Público e privado: o incesto

Wilson Correia

Todos os dias surgem casos flagrantes de incesto entre público e privado. Parece ser essa cópula ilícita uma marca da mentalidade hodierna. Tanto que ninguém fica abespinhado se instituições públicas promovem eventos e ações no espaço privado, e vice-versa. Naturalizou-se um conluio que também tem outros nomes: malversação, desvio de verbas, superfaturamento e corrupção. As burras públicas que agüentem!

Sobre essa excrescência, em setembro de 2011 o jornal ‘Le Monde Diplomatique’ trouxe o resultado de pesquisas feitas por Adriana Facina, antropóloga e professora do Departamento de História da Universidade Federal Fluminense (UFF). Nas palavras dela, isso é visível no modo como o Rio de Janeiro desapropria áreas destinadas a eventos previstos para aquela capital. Lá as pessoas estão sendo arrancadas de seus locais habituais para que empresas privadas-e-estatais construam a infraestrutura de que o capital necessita para bem conduzir a realização dos acontecimentos como Jogos Mundiais Militares (2011), Ano da Juventude Católica Mundial (2013), Copa do Mundo (2014) e Jogos Olímpicos (2016).

Por conta disso, segundo Adriana Facina, “As pessoas ficam cada vez mais confinadas em seus cantos, perdem mobilidade, e isso impede associações de grupos, de coletivos, que são os que podem canalizar protestos e transformações sociais”. Por lá também ocorre a “militarização das áreas pobres”, como complementa a socióloga Vera Malaguti, secretária-geral do Instituto Carioca de Criminologia e estudiosa do tema. Segundo Vera, que fala ao mesmo Le Monde Diplomatique de setembro, isso tem sido feito mediante “despejos forçados” rotineiros, em meio aos quais “As pessoas são revistadas na entrada e na saída da favela”, buscas que se estendem às suas casas, sendo esse o projeto olímpico estatal carioca. À frente, os interesses privados coligados aos públicos.

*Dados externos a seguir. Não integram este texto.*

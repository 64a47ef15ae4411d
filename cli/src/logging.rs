//! # Structured Logging
//!
//! Initializes the `tracing` subscriber with configurable format (JSON or
//! pretty-printed) and environment-based filtering via `RUST_LOG`.
//!
//! All log output is written to stderr so that stdout stays clean for the
//! command's own output (including `--json` mode).

use tracing_subscriber::{fmt, layer::SubscriberExt, util::SubscriberInitExt, EnvFilter};

/// Log output format.
#[derive(Debug, Clone, Copy, PartialEq, Eq)]
pub enum LogFormat {
    /// Human-readable output. Suitable for local use.
    Pretty,
    /// Machine-parseable JSON lines. Suitable for log aggregation.
    Json,
}

impl LogFormat {
    /// Parse a format string. Accepts "json" or "pretty" (case-insensitive).
    /// Returns `Pretty` for any unrecognized value.
    pub fn from_str_lossy(s: &str) -> Self {
        match s.to_lowercase().as_str() {
            "json" => LogFormat::Json,
            _ => LogFormat::Pretty,
        }
    }
}

/// Initialize the global tracing subscriber.
///
/// Call this exactly once, early in `main()`. The `RUST_LOG` environment
/// variable overrides `default_level` when set, using
/// `tracing_subscriber::EnvFilter` directives, e.g.:
///
/// ```text
/// RUST_LOG=ember_cli=debug,ember_vault=debug
/// ```
pub fn init_logging(default_level: &str, format: LogFormat) {
    let env_filter =
        EnvFilter::try_from_default_env().unwrap_or_else(|_| EnvFilter::new(default_level));

    match format {
        LogFormat::Pretty => {
            tracing_subscriber::registry()
                .with(env_filter)
                .with(fmt::layer().with_writer(std::io::stderr).with_target(true))
                .init();
        }
        LogFormat::Json => {
            tracing_subscriber::registry()
                .with(env_filter)
                .with(fmt::layer().json().with_writer(std::io::stderr).with_target(true))
                .init();
        }
    }
}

Nessa perspectiva, Vera denuncia: “estamos voltando para o recolhimento da população de rua, um mundo de ações que remetem a um embate histórico no Rio de Janeiro, do lacerdismo, Pereira Passos, de trabalhar a pobreza como um detrito, como algo que atrapalha a imagem. E por outro lado você não tem um projeto educacional, tanto que o Rio de Janeiro é o penúltimo estado do país em termos de resultados na educação”. De fato, projeto educacional é peça da retórica universalmente empregada Brasil afora, tanto quanto o são as questões envolvendo a segurança e a saúde pública, há tempo em processo de privatização.

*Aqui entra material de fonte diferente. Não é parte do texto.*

//! # Vault Events
//!
//! Every state-changing operation records a [`VaultEvent`] in its engine's
//! journal. The journal is audit-only: nothing in the vault reads it back
//! for control flow, and external consumers can serialize it as JSON lines.

use chrono::{DateTime, Utc};
use serde::{Deserialize, Serialize};

/// A notification recorded by a vault engine.
#[derive(Debug, Clone, Serialize, Deserialize)]
#[serde(tag = "type", rename_all = "snake_case")]
pub enum VaultEvent {
    /// Native value arrived at the vault.
    Deposit {
        /// Identity the value came from.
        from: String,
        /// Raw amount received.
        amount: u64,
        /// When the deposit was recorded.
        at: DateTime<Utc>,
    },

    /// A buyback completed all three external legs.
    BuybackExecuted {
        /// The top-level amount requested.
        amount: u64,
        /// Portion routed into the burn swap.
        burn: u64,
        /// Portion pushed to the reward pool.
        reward: u64,
        /// Portion pushed to the portal.
        platform: u64,
        /// When the buyback committed.
        at: DateTime<Utc>,
    },

    /// The operator role was reassigned.
    OperatorChanged {
        /// Previous operator identity.
        previous: String,
        /// New operator identity.
        current: String,
        /// When the change was made.
        at: DateTime<Utc>,
    },

    /// A holder's eligibility clock restarted because their tracked balance
    /// decreased. (Increases restart the clock too, silently.)
    EligibilityReset {
        /// The holder whose window restarted.
        holder: String,
        /// When the balance change was observed.
        at: DateTime<Utc>,
    },

    /// An eligible holder drew their proportional share from the pool.
    RewardClaimed {
        /// The claiming holder.
        holder: String,
        /// Amount paid out.
        amount: u64,
        /// When the claim committed.
        at: DateTime<Utc>,
    },
}

#[cfg(test)]
mod tests {
    use super::*;

    #[test]
    fn events_serialize_with_type_tag() {
        let event = VaultEvent::Deposit {
            from: "alice".into(),
            amount: 42,
            at: Utc::now(),
        };
        let json = serde_json::to_string(&event).expect("serialize");
        assert!(json.contains("\"type\":\"deposit\""));
        assert!(json.contains("\"amount\":42"));
    }
}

Vera e Facina contextualizam essas medidas dentro do processo de privatização por que passa o espaço público no Rio de Janeiro, o que, em verdade, não é diferente do que acontece em outras regiões do Brasil. É nessa leva de fatos que o povo de rua é expulso por tendas promocionais de empresas transnacionais, como a Renault: “Na verdade, estamos além do processo de privatização. É tão grande a mistura dos interesses privados com o público, que o público perdeu o sentido. Quer dizer, o bilionário Eike Batista é chamado para limpar a Lagoa Rodrigo de Freitas. Agora também tem a influência da FIFA.”

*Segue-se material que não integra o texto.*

impl AllocationEngine {
    /// Creates a vault with zeroed counters.
    ///
    /// # Arguments
    ///
    /// * `resolver` - Resolved chain profile (guardian + portal).
    /// * `operator` - Initial operator identity.
    /// * `reward_pool` - Identity of the reward pool that receives the
    ///   holder-reward leg.
    pub fn new(resolver: AuthorizationResolver, operator: &str, reward_pool: &str) -> Self {
        Self {
            vault_id: Uuid::new_v4().to_string(),
            resolver,
            operator: operator.to_string(),
            reward_pool: reward_pool.to_string(),
            held_value: 0,
            total_received: 0,
            total_buyback: 0,
            total_burn: 0,
            total_reward: 0,
            total_platform: 0,
            created_at: Utc::now(),
            events: Vec::new(),
        }
    }

    /// Records an inbound deposit. Unconditional: any caller, any time.
    ///
    /// This is the vault's sole revenue intake and must never be gated.
    /// Returns the new held balance.
    ///
    /// # Errors
    ///
    /// Returns [`AllocationError::AmountOverflow`] only if the balance or
    /// the received counter would exceed `u64::MAX`.
    pub fn deposit(&mut self, from: &str, amount: u64) -> Result<u64, AllocationError> {
        let new_held = self
            .held_value
            .checked_add(amount)
            .ok_or(AllocationError::AmountOverflow)?;
        let new_received = self
            .total_received
            .checked_add(amount)
            .ok_or(AllocationError::AmountOverflow)?;

        self.held_value = new_held;
        self.total_received = new_received;

        let at = Utc::now();
        self.events.push(VaultEvent::Deposit {
            from: from.to_string(),
            amount,
            at,
        });
        tracing::info!(vault_id = %self.vault_id, from, amount, "deposit received");

        Ok(self.held_value)
    }

    /// Executes a buyback: splits `amount`, runs the three external legs in
    /// order (burn swap, reward transfer, platform transfer), and commits
    /// the counter updates only after all legs succeed.
    ///
    /// # Errors
    ///
    /// * [`AllocationError::NotAuthorized`] — caller is neither operator nor guardian.
    /// * [`AllocationError::InsufficientBalance`] — `amount` exceeds the balance.
    /// * [`AllocationError::SwapFailed`] — the burn leg was rejected.
    /// * [`AllocationError::RewardTransferFailed`] / [`AllocationError::PlatformTransferFailed`]
    ///   — a push payment was rejected.
    ///
    /// On any error, no counter and no balance changes.
    pub fn execute_buyback(
        &mut self,
        caller: &str,
        amount: u64,
        swap: &mut dyn SwapFacility,
        transfer: &mut dyn ValueTransfer,
    ) -> Result<BuybackReceipt, AllocationError> {
        if !self.resolver.is_authorized(caller, &self.operator) {
            return Err(AllocationError::NotAuthorized {
                caller: caller.to_string(),
            });
        }

        if amount > self.held_value {
            return Err(AllocationError::InsufficientBalance {
                requested: amount,
                available: self.held_value,
            });
        }

        let plan = SplitPlan::compute(amount);
        let now = Utc::now();

        // External legs first, in a fixed order. Internal state is only
        // staged until every leg has succeeded. Minimum swap output is
        // explicitly zero: the burn accepts whatever the market gives.
        swap.swap(
            plan.burn_portion,
            0,
            [config::SWAP_PATH_NATIVE, config::SWAP_PATH_TOKEN],
            config::BURN_SINK,
            now.timestamp(),
        )?;

        if !transfer.transfer(&self.reward_pool, plan.reward_portion) {
            return Err(AllocationError::RewardTransferFailed {
                amount: plan.reward_portion,
                destination: self.reward_pool.clone(),
            });
        }

        let portal = self.resolver.portal().to_string();
        if !transfer.transfer(&portal, plan.platform_portion) {
            return Err(AllocationError::PlatformTransferFailed {
                amount: plan.platform_portion,
                destination: portal,
            });
        }

        // Commit. All legs are out the door; update every counter or none.
        let disbursed = plan.disbursed();
        let new_held = self
            .held_value
            .checked_sub(disbursed)
            .ok_or(AllocationError::AmountOverflow)?;
        let new_burn = self
            .total_burn
            .checked_add(plan.burn_portion)
            .ok_or(AllocationError::AmountOverflow)?;
        let new_reward = self
            .total_reward
            .checked_add(plan.reward_portion)
            .ok_or(AllocationError::AmountOverflow)?;
        let new_platform = self
            .total_platform
            .checked_add(plan.platform_portion)
            .ok_or(AllocationError::AmountOverflow)?;
        let new_buyback = self
            .total_buyback
            .checked_add(plan.buyback_portion)
            .ok_or(AllocationError::AmountOverflow)?;

        self.held_value = new_held;
        self.total_burn = new_burn;
        self.total_reward = new_reward;
        self.total_platform = new_platform;
        self.total_buyback = new_buyback;

        self.events.push(VaultEvent::BuybackExecuted {
            amount,
            burn: plan.burn_portion,
            reward: plan.reward_portion,
            platform: plan.platform_portion,
            at: now,
        });
        tracing::info!(
            vault_id = %self.vault_id,
            amount,
            burn = plan.burn_portion,
            reward = plan.reward_portion,
            platform = plan.platform_portion,
            held_after = self.held_value,
            "buyback executed"
        );

        Ok(BuybackReceipt {
            plan,
            held_after: self.held_value,
            committed_at: now,
        })
    }

    /// Replaces the operator identity.
    ///
    /// No validation on the new identity: any value is accepted, including
    /// the empty string. That permissiveness is part of the contract.
    ///
    /// # Errors
    ///
    /// Returns [`AllocationError::NotAuthorized`] unless the caller is the
    /// current operator or the guardian.
    pub fn set_operator(&mut self, caller: &str, new_operator: &str) -> Result<(), AllocationError> {
        if !self.resolver.is_authorized(caller, &self.operator) {
            return Err(AllocationError::NotAuthorized {
                caller: caller.to_string(),
            });
        }

        let previous = std::mem::replace(&mut self.operator, new_operator.to_string());
        self.events.push(VaultEvent::OperatorChanged {
            previous: previous.clone(),
            current: self.operator.clone(),
            at: Utc::now(),
        });
        tracing::info!(vault_id = %self.vault_id, %previous, current = %self.operator, "operator changed");

        Ok(())
    }

    /// Deterministic human-readable status string for external display.
    ///
    /// Embeds the current balance as a fixed-point decimal with four
    /// fractional digits, e.g. `4.3600` for a raw balance of 436,000,000
    /// at 8 decimals. Pure formatting; no side effects.
    pub fn description(&self) -> String {
        format!(
            "EMBER revenue vault holding {} EMBER",
            format_held_value(self.held_value)
        )
    }

    /// Current spendable balance in raw units.
    pub fn held_value(&self) -> u64 {
        self.held_value
    }

    /// Cumulative value ever deposited.
    pub fn total_received(&self) -> u64 {
        self.total_received
    }

    /// Cumulative buyback portions.
    pub fn total_buyback(&self) -> u64 {
        self.total_buyback
    }

    /// Cumulative value burned.
    pub fn total_burn(&self) -> u64 {
        self.total_burn
    }

    /// Cumulative value sent to the reward pool.
    pub fn total_reward(&self) -> u64 {
        self.total_reward
    }

    /// Cumulative value sent to the portal.
    pub fn total_platform(&self) -> u64 {
        self.total_platform
    }

    /// Current operator identity.
    pub fn operator(&self) -> &str {
        &self.operator
    }

    /// The fixed guardian for this vault's chain.
    pub fn guardian(&self) -> &str {
        self.resolver.guardian()
    }

    /// Unique id of this vault instance.
    pub fn vault_id(&self) -> &str {
        &self.vault_id
    }

    /// When this vault instance was created.
    pub fn created_at(&self) -> DateTime<Utc> {
        self.created_at
    }

    /// The audit journal, oldest first.
    pub fn events(&self) -> &[VaultEvent] {
        &self.events
    }
}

É nessa onda que instituições públicas estendem suas ações ao interior de empresas privadas, fato do qual o Rio de Janeiro é apenas uma amostra. É nessa onda que partidos políticos e servidores dos três poderes desfrutam as benesses privadas, e vice-versa. É nesse embalo que se dá o desvio de verbas, a malversação da coisa pública e a corrupção. Já não é hora de o povo organizado lutar para que público e privado sejam colocados em seus devidos lugares?